«Relativamente tranquillo». È la definizione che più di ogni altra sembra stridere con ciò che è accaduto. È così che lo psichiatra che seguiva Federico Vella da quindici anni descrive il suo paziente nell'ultimo incontro, avvenuto appena la settimana precedente al femminicidio di Lorena Isceri.
Una frase pronunciata con cautela, quasi a voler sottolineare quanto sia difficile, oggi, ricostruire uno stato d'animo alla luce di una tragedia che ha smentito ogni previsione. «Relativamente tranquillo, eh…», precisa il medico, intervistato dal Tg1 senza mostrarsi in video. Poi aggiunge parole ancora più nette: «Era assolutamente sconvolto» e, soprattutto, «non me lo aspettavo minimamente».
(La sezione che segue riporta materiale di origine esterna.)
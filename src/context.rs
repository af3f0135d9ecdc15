//! Ambient state consulted by the facade
//!
//! The active run, active model and active trace are set by the caller's
//! own tracking code; the facade only reads them to decide what to link a
//! loaded prompt to.

use crate::types::PromptVersion;
use parking_lot::RwLock;
use std::sync::Arc;

/// Receives prompts loaded while a trace is active
pub trait TraceRecorder: Send + Sync {
    fn register_prompt(&self, trace_id: &str, prompt: &PromptVersion);
}

#[derive(Debug, Default)]
struct ContextState {
    run_id: Option<String>,
    model_id: Option<String>,
    trace_id: Option<String>,
}

/// Shared, cheaply cloneable view of the active run/model/trace
#[derive(Clone, Default)]
pub struct ActiveContext {
    state: Arc<RwLock<ContextState>>,
    recorder: Option<Arc<dyn TraceRecorder>>,
}

impl ActiveContext {
    pub fn new() -> Self {
        Self::default()
    }

    /// Install the recorder for prompts loaded under an active trace
    #[must_use]
    pub fn with_trace_recorder(mut self, recorder: Arc<dyn TraceRecorder>) -> Self {
        self.recorder = Some(recorder);
        self
    }

    pub fn set_active_run(&self, run_id: Option<String>) {
        self.state.write().run_id = run_id;
    }

    pub fn active_run_id(&self) -> Option<String> {
        self.state.read().run_id.clone()
    }

    pub fn set_active_model(&self, model_id: Option<String>) {
        self.state.write().model_id = model_id;
    }

    pub fn active_model_id(&self) -> Option<String> {
        self.state.read().model_id.clone()
    }

    pub fn set_active_trace(&self, trace_id: Option<String>) {
        self.state.write().trace_id = trace_id;
    }

    pub fn active_trace_id(&self) -> Option<String> {
        self.state.read().trace_id.clone()
    }

    pub fn trace_recorder(&self) -> Option<&Arc<dyn TraceRecorder>> {
        self.recorder.as_ref()
    }
}

impl std::fmt::Debug for ActiveContext {
    fn fmt(&self, f: &mut std::fmt::Formatter<'_>) -> std::fmt::Result {
        f.debug_struct("ActiveContext")
            .field("state", &*self.state.read())
            .field("has_trace_recorder", &self.recorder.is_some())
            .finish()
    }
}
Vella, racconta lo specialista, non era considerato «potenzialmente pericoloso» né una persona violenta. Gli incontri, negli ultimi tempi, erano peraltro diventati meno frequenti. L'ultimo risale alla settimana scorsa. Nulla, secondo il racconto del medico, avrebbe lasciato presagire l'escalation culminata nel sequestro e nell'uccisione dell'ex compagna.
Eppure pochi giorni dopo Lorena Isceri, 45 anni, è stata sequestrata e uccisa. Il suo corpo è stato gettato dal viadotto dell'autostrada A1, nei pressi di Firenze. Dopo il delitto, Vella si è tolto la vita lanciandosi dallo stesso cavalcavia.
È proprio nella distanza tra l'immagine di un uomo descritto come non violento e la brutalità dell'epilogo che si concentra uno degli interrogativi più difficili di questa vicenda. Una distanza che, tuttavia, non consente di stabilire automaticamente un nesso causale tra la condizione clinica del 36enne e il delitto, né di ricostruire a posteriori ciò che non era stato previsto.
Intanto il procedimento giudiziario prosegue anche sul terreno degli accertamenti medico-legali. All'Istituto di medicina legale di Firenze è stata completata l'autopsia sulla salma di Federico Vella. Per il 36enne è stato disposto anche l'esame tossicologico, mentre il pubblico ministero Antonio Natale ha già restituito alla famiglia il corpo di Lorena Isceri.
Gli esiti degli accertamenti medico-legali saranno depositati, secondo quanto previsto, tra circa novanta giorni. Un'attesa necessaria per aggiungere elementi oggettivi alla ricostruzione di una vicenda che ha lasciato dietro di sé interrogativi ancora aperti.
Ora, però, è soprattutto il tempo dell'addio a Lorena.
A Squinzano, nel Leccese, sua città natale, la comunità si prepara ai funerali, fissati per mercoledì 9 settembre. Il sindaco Mario Pede ha firmato l'ordinanza che proclama il lutto cittadino per l'intera giornata, «in segno di cordoglio, partecipazione e vicinanza alla famiglia di Lorena Isceri, vittima di femminicidio».
Un gesto simbolico accompagnerà il dolore della città anche nelle settimane successive. Per tutto il mese di settembre, nelle ore serali, saranno illuminate di rosso la facciata esterna del Palazzo dell'Orologio, in piazza Plebiscito, e quella di villa Cleopazzo, in via Montegrappa. Due luoghi pubblici trasformati in altrettanti segni di memoria.
Nel provvedimento, l'amministrazione comunale ribadisce il proprio «fermo rifiuto di ogni forma di violenza e prevaricazione nei confronti delle donne» e richiama l'impegno nella promozione di una cultura fondata sul rispetto, sulla dignità, sulla libertà e sulla parità.
Mentre le indagini e gli esami medico-legali dovranno chiarire ciò che ancora non è noto, Squinzano si prepara dunque a salutare Lorena. E il rosso che illuminerà per un mese i luoghi simbolo della città diventa il segno pubblico di un dolore privato, ma anche di una presa di posizione collettiva: quella contro la violenza sulle donne.